Work request:
In full and word for word, give the records again.
□ □ □ □
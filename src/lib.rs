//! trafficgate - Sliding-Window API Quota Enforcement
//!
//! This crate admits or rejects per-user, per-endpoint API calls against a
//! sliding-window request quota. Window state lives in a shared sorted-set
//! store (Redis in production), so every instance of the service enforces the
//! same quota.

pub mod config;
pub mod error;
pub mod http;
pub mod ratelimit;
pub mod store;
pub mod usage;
□ □ □ □
Completed exercise:
filename src/lib.rs
//! trafficgate - Sliding-Window API Quota Enforcement
//!
//! This crate admits or rejects per-user, per-endpoint API calls against a
//! sliding-window request quota. Window state lives in a shared sorted-set
//! store (Redis in production), so every instance of the service enforces the
//! same quota.

pub mod config;
pub mod error;
pub mod http;
pub mod ratelimit;
pub mod store;
pub mod usage;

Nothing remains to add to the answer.